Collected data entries
● ● ● ●

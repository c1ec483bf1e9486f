//! Unified error handling for blockip.
//!
//! Every failure a caller can observe is one [`ServiceError`] variant with
//! its own payload. Variants group into an [`ErrorKind`], which decides how
//! the failure is logged and how the HTTP layer renders it.

use crate::auth::RoleSourceError;
use crate::net::{AddressError, NetworkPrefix};
use crate::rules::duration::DurationError;
use crate::rules::model::RuleRecord;
use crate::store::StoreError;
use thiserror::Error;

/// Broad error categories.
#[derive(Debug, Clone, Copy, PartialEq, Eq)]
pub enum ErrorKind {
    /// The request itself is invalid.
    Request,
    /// The mutation would break the active-rule invariants.
    Integrity,
    /// Well-formed request with nothing to act on.
    NothingToDo,
    Authorization,
    /// Store or directory trouble.
    Environment,
    Unexpected,
}

#[derive(Debug, Error)]
pub enum ServiceError {
    // ------------------------------------------------------------------
    // Request errors
    // ------------------------------------------------------------------
    #[error("The parameter \"{address}\" is not a valid IP address.")]
    MalformedAddress { address: String },

    #[error("The IP address \"{address}\" has host bits set.")]
    HostBitsSet { address: String },

    #[error("The value given for 'for' ('{interval}') is invalid.")]
    MalformedInterval { interval: String },

    #[error("The value given for 'until' ('{timestamp}') is invalid.")]
    MalformedTimestamp { timestamp: String },

    #[error("The time period the blacklist entry is to be active for is already over.")]
    EmptyDuration,

    #[error(
        "The request specifies the duration using both \"for\" (\"{for_value}\") and \"until\" (\"{until_value}\")."
    )]
    MultipleDurations {
        for_value: String,
        until_value: String,
    },

    #[error("The request does not contain a comment that explains the purpose of the operation.")]
    MissingComment,

    // ------------------------------------------------------------------
    // Integrity errors
    // ------------------------------------------------------------------
    #[error("The address {address} cannot be blacklisted because it's already whitelisted.")]
    AddressCannotBeBlacklisted {
        address: NetworkPrefix,
        conflicting_whitelist_entries: Vec<RuleRecord>,
    },

    #[error("The address {address} cannot be whitelisted because it's already blacklisted.")]
    AddressCannotBeWhitelisted {
        address: NetworkPrefix,
        conflicting_blacklist_entries: Vec<RuleRecord>,
    },

    #[error(
        "The address {address} is already blacklisted for a period that exceeds the requested period."
    )]
    AddressAlreadyBlacklisted {
        address: NetworkPrefix,
        existing_blacklist_entries: Vec<RuleRecord>,
    },

    #[error("The address {address} is already whitelisted.")]
    AddressAlreadyWhitelisted {
        address: NetworkPrefix,
        existing_whitelist_entries: Vec<RuleRecord>,
    },

    // ------------------------------------------------------------------
    // Nothing to do
    // ------------------------------------------------------------------
    #[error("The address {address} isn't actually blacklisted.")]
    AddressNotBlacklisted { address: NetworkPrefix },

    #[error("The address {address} isn't actually whitelisted.")]
    AddressNotWhitelisted { address: NetworkPrefix },

    // ------------------------------------------------------------------
    // Authorization errors
    // ------------------------------------------------------------------
    #[error("You need to be logged in to use this service.")]
    NotLoggedIn,

    #[error("The user name and password you provided were not valid.")]
    BadCredentials,

    #[error("You do not have the role {role}, which is required to access this resource.")]
    InsufficientRights { user_name: String, role: String },

    // ------------------------------------------------------------------
    // Environment errors
    // ------------------------------------------------------------------
    #[error("There was an issue connecting to the database. Please contact the Database team.")]
    CannotTalkToDatabase { original_message: String },

    #[error("There was an issue connecting to the directory. Please contact the System team.")]
    CannotTalkToDirectory { original_message: String },

    #[error("There was an unexpected error.")]
    Unexpected { original_message: String },
}

impl ServiceError {
    pub fn kind(&self) -> ErrorKind {
        match self {
            Self::MalformedAddress { .. }
            | Self::HostBitsSet { .. }
            | Self::MalformedInterval { .. }
            | Self::MalformedTimestamp { .. }
            | Self::EmptyDuration
            | Self::MultipleDurations { .. }
            | Self::MissingComment => ErrorKind::Request,

            Self::AddressCannotBeBlacklisted { .. }
            | Self::AddressCannotBeWhitelisted { .. }
            | Self::AddressAlreadyBlacklisted { .. }
            | Self::AddressAlreadyWhitelisted { .. } => ErrorKind::Integrity,

            Self::AddressNotBlacklisted { .. } | Self::AddressNotWhitelisted { .. } => {
                ErrorKind::NothingToDo
            }

            Self::NotLoggedIn | Self::BadCredentials | Self::InsufficientRights { .. } => {
                ErrorKind::Authorization
            }

            Self::CannotTalkToDatabase { .. } | Self::CannotTalkToDirectory { .. } => {
                ErrorKind::Environment
            }

            Self::Unexpected { .. } => ErrorKind::Unexpected,
        }
    }

    /// Get a static error code string for metrics labeling.
    #[inline]
    pub fn error_code(&self) -> &'static str {
        match self {
            Self::MalformedAddress { .. } => "malformed_address",
            Self::HostBitsSet { .. } => "host_bits_set",
            Self::MalformedInterval { .. } => "malformed_interval",
            Self::MalformedTimestamp { .. } => "malformed_timestamp",
            Self::EmptyDuration => "empty_duration",
            Self::MultipleDurations { .. } => "multiple_durations",
            Self::MissingComment => "missing_comment",
            Self::AddressCannotBeBlacklisted { .. } => "address_cannot_be_blacklisted",
            Self::AddressCannotBeWhitelisted { .. } => "address_cannot_be_whitelisted",
            Self::AddressAlreadyBlacklisted { .. } => "address_already_blacklisted",
            Self::AddressAlreadyWhitelisted { .. } => "address_already_whitelisted",
            Self::AddressNotBlacklisted { .. } => "address_not_blacklisted",
            Self::AddressNotWhitelisted { .. } => "address_not_whitelisted",
            Self::NotLoggedIn => "not_logged_in",
            Self::BadCredentials => "bad_credentials",
            Self::InsufficientRights { .. } => "insufficient_rights",
            Self::CannotTalkToDatabase { .. } => "cannot_talk_to_database",
            Self::CannotTalkToDirectory { .. } => "cannot_talk_to_directory",
            Self::Unexpected { .. } => "unexpected",
        }
    }
}

impl From<StoreError> for ServiceError {
    fn from(err: StoreError) -> Self {
        match err {
            StoreError::EmptyDuration => ServiceError::EmptyDuration,
            StoreError::Sqlx(_) | StoreError::Migration(_) => ServiceError::CannotTalkToDatabase {
                original_message: err.to_string(),
            },
            StoreError::ExpiringWhitelist
            | StoreError::CorruptRow { .. }
            | StoreError::TransactionFinished
            | StoreError::ReadOnly(_) => ServiceError::Unexpected {
                original_message: err.to_string(),
            },
        }
    }
}

impl From<DurationError> for ServiceError {
    fn from(err: DurationError) -> Self {
        match err {
            DurationError::MalformedInterval(interval) => ServiceError::MalformedInterval { interval },
            DurationError::MalformedTimestamp(timestamp) => {
                ServiceError::MalformedTimestamp { timestamp }
            }
            DurationError::MultipleDurations {
                for_value,
                until_value,
            } => ServiceError::MultipleDurations {
                for_value,
                until_value,
            },
        }
    }
}

impl From<AddressError> for ServiceError {
    fn from(err: AddressError) -> Self {
        match err {
            AddressError::Malformed(address) => ServiceError::MalformedAddress { address },
            AddressError::HostBitsSet(address) => ServiceError::HostBitsSet { address },
        }
    }
}

impl From<RoleSourceError> for ServiceError {
    fn from(err: RoleSourceError) -> Self {
        match err {
            RoleSourceError::BadCredentials => ServiceError::BadCredentials,
            RoleSourceError::Unavailable(original_message) => {
                ServiceError::CannotTalkToDirectory { original_message }
            }
        }
    }
}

● ● ● ●

• _Work instructions_: Give the records again, unchanged and complete.

• _Your solution_:
repository c1ec483bf1e9486f
//! Unified error handling for blockip.
//!
//! Every failure a caller can observe is one [`ServiceError`] variant with
//! its own payload. Variants group into an [`ErrorKind`], which decides how
//! the failure is logged and how the HTTP layer renders it.

use crate::auth::RoleSourceError;
use crate::net::{AddressError, NetworkPrefix};
use crate::rules::duration::DurationError;
use crate::rules::model::RuleRecord;
use crate::store::StoreError;
use thiserror::Error;

/// Broad error categories.
#[derive(Debug, Clone, Copy, PartialEq, Eq)]
pub enum ErrorKind {
    /// The request itself is invalid.
    Request,
    /// The mutation would break the active-rule invariants.
    Integrity,
    /// Well-formed request with nothing to act on.
    NothingToDo,
    Authorization,
    /// Store or directory trouble.
    Environment,
    Unexpected,
}

#[derive(Debug, Error)]
pub enum ServiceError {
    // ------------------------------------------------------------------
    // Request errors
    // ------------------------------------------------------------------
    #[error("The parameter \"{address}\" is not a valid IP address.")]
    MalformedAddress { address: String },

    #[error("The IP address \"{address}\" has host bits set.")]
    HostBitsSet { address: String },

    #[error("The value given for 'for' ('{interval}') is invalid.")]
    MalformedInterval { interval: String },

    #[error("The value given for 'until' ('{timestamp}') is invalid.")]
    MalformedTimestamp { timestamp: String },

    #[error("The time period the blacklist entry is to be active for is already over.")]
    EmptyDuration,

    #[error(
        "The request specifies the duration using both \"for\" (\"{for_value}\") and \"until\" (\"{until_value}\")."
    )]
    MultipleDurations {
        for_value: String,
        until_value: String,
    },

    #[error("The request does not contain a comment that explains the purpose of the operation.")]
    MissingComment,

    // ------------------------------------------------------------------
    // Integrity errors
    // ------------------------------------------------------------------
    #[error("The address {address} cannot be blacklisted because it's already whitelisted.")]
    AddressCannotBeBlacklisted {
        address: NetworkPrefix,
        conflicting_whitelist_entries: Vec<RuleRecord>,
    },

    #[error("The address {address} cannot be whitelisted because it's already blacklisted.")]
    AddressCannotBeWhitelisted {
        address: NetworkPrefix,
        conflicting_blacklist_entries: Vec<RuleRecord>,
    },

    #[error(
        "The address {address} is already blacklisted for a period that exceeds the requested period."
    )]
    AddressAlreadyBlacklisted {
        address: NetworkPrefix,
        existing_blacklist_entries: Vec<RuleRecord>,
    },

    #[error("The address {address} is already whitelisted.")]
    AddressAlreadyWhitelisted {
        address: NetworkPrefix,
        existing_whitelist_entries: Vec<RuleRecord>,
    },

    // ------------------------------------------------------------------
    // Nothing to do
    // ------------------------------------------------------------------
    #[error("The address {address} isn't actually blacklisted.")]
    AddressNotBlacklisted { address: NetworkPrefix },

    #[error("The address {address} isn't actually whitelisted.")]
    AddressNotWhitelisted { address: NetworkPrefix },

    // ------------------------------------------------------------------
    // Authorization errors
    // ------------------------------------------------------------------
    #[error("You need to be logged in to use this service.")]
    NotLoggedIn,

    #[error("The user name and password you provided were not valid.")]
    BadCredentials,

    #[error("You do not have the role {role}, which is required to access this resource.")]
    InsufficientRights { user_name: String, role: String },

    // ------------------------------------------------------------------
    // Environment errors
    // ------------------------------------------------------------------
    #[error("There was an issue connecting to the database. Please contact the Database team.")]
    CannotTalkToDatabase { original_message: String },

    #[error("There was an issue connecting to the directory. Please contact the System team.")]
    CannotTalkToDirectory { original_message: String },

    #[error("There was an unexpected error.")]
    Unexpected { original_message: String },
}

impl ServiceError {
    pub fn kind(&self) -> ErrorKind {
        match self {
            Self::MalformedAddress { .. }
            | Self::HostBitsSet { .. }
            | Self::MalformedInterval { .. }
            | Self::MalformedTimestamp { .. }
            | Self::EmptyDuration
            | Self::MultipleDurations { .. }
            | Self::MissingComment => ErrorKind::Request,

            Self::AddressCannotBeBlacklisted { .. }
            | Self::AddressCannotBeWhitelisted { .. }
            | Self::AddressAlreadyBlacklisted { .. }
            | Self::AddressAlreadyWhitelisted { .. } => ErrorKind::Integrity,

            Self::AddressNotBlacklisted { .. } | Self::AddressNotWhitelisted { .. } => {
                ErrorKind::NothingToDo
            }

            Self::NotLoggedIn | Self::BadCredentials | Self::InsufficientRights { .. } => {
                ErrorKind::Authorization
            }

            Self::CannotTalkToDatabase { .. } | Self::CannotTalkToDirectory { .. } => {
                ErrorKind::Environment
            }

            Self::Unexpected { .. } => ErrorKind::Unexpected,
        }
    }

    /// Get a static error code string for metrics labeling.
    #[inline]
    pub fn error_code(&self) -> &'static str {
        match self {
            Self::MalformedAddress { .. } => "malformed_address",
            Self::HostBitsSet { .. } => "host_bits_set",
            Self::MalformedInterval { .. } => "malformed_interval",
            Self::MalformedTimestamp { .. } => "malformed_timestamp",
            Self::EmptyDuration => "empty_duration",
            Self::MultipleDurations { .. } => "multiple_durations",
            Self::MissingComment => "missing_comment",
            Self::AddressCannotBeBlacklisted { .. } => "address_cannot_be_blacklisted",
            Self::AddressCannotBeWhitelisted { .. } => "address_cannot_be_whitelisted",
            Self::AddressAlreadyBlacklisted { .. } => "address_already_blacklisted",
            Self::AddressAlreadyWhitelisted { .. } => "address_already_whitelisted",
            Self::AddressNotBlacklisted { .. } => "address_not_blacklisted",
            Self::AddressNotWhitelisted { .. } => "address_not_whitelisted",
            Self::NotLoggedIn => "not_logged_in",
            Self::BadCredentials => "bad_credentials",
            Self::InsufficientRights { .. } => "insufficient_rights",
            Self::CannotTalkToDatabase { .. } => "cannot_talk_to_database",
            Self::CannotTalkToDirectory { .. } => "cannot_talk_to_directory",
            Self::Unexpected { .. } => "unexpected",
        }
    }
}

impl From<StoreError> for ServiceError {
    fn from(err: StoreError) -> Self {
        match err {
            StoreError::EmptyDuration => ServiceError::EmptyDuration,
            StoreError::Sqlx(_) | StoreError::Migration(_) => ServiceError::CannotTalkToDatabase {
                original_message: err.to_string(),
            },
            StoreError::ExpiringWhitelist
            | StoreError::CorruptRow { .. }
            | StoreError::TransactionFinished
            | StoreError::ReadOnly(_) => ServiceError::Unexpected {
                original_message: err.to_string(),
            },
        }
    }
}

impl From<DurationError> for ServiceError {
    fn from(err: DurationError) -> Self {
        match err {
            DurationError::MalformedInterval(interval) => ServiceError::MalformedInterval { interval },
            DurationError::MalformedTimestamp(timestamp) => {
                ServiceError::MalformedTimestamp { timestamp }
            }
            DurationError::MultipleDurations {
                for_value,
                until_value,
            } => ServiceError::MultipleDurations {
                for_value,
                until_value,
            },
        }
    }
}

impl From<AddressError> for ServiceError {
    fn from(err: AddressError) -> Self {
        match err {
            AddressError::Malformed(address) => ServiceError::MalformedAddress { address },
            AddressError::HostBitsSet(address) => ServiceError::HostBitsSet { address },
        }
    }
}

impl From<RoleSourceError> for ServiceError {
    fn from(err: RoleSourceError) -> Self {
        match err {
            RoleSourceError::BadCredentials => ServiceError::BadCredentials,
            RoleSourceError::Unavailable(original_message) => {
                ServiceError::CannotTalkToDirectory { original_message }
            }
        }
    }
}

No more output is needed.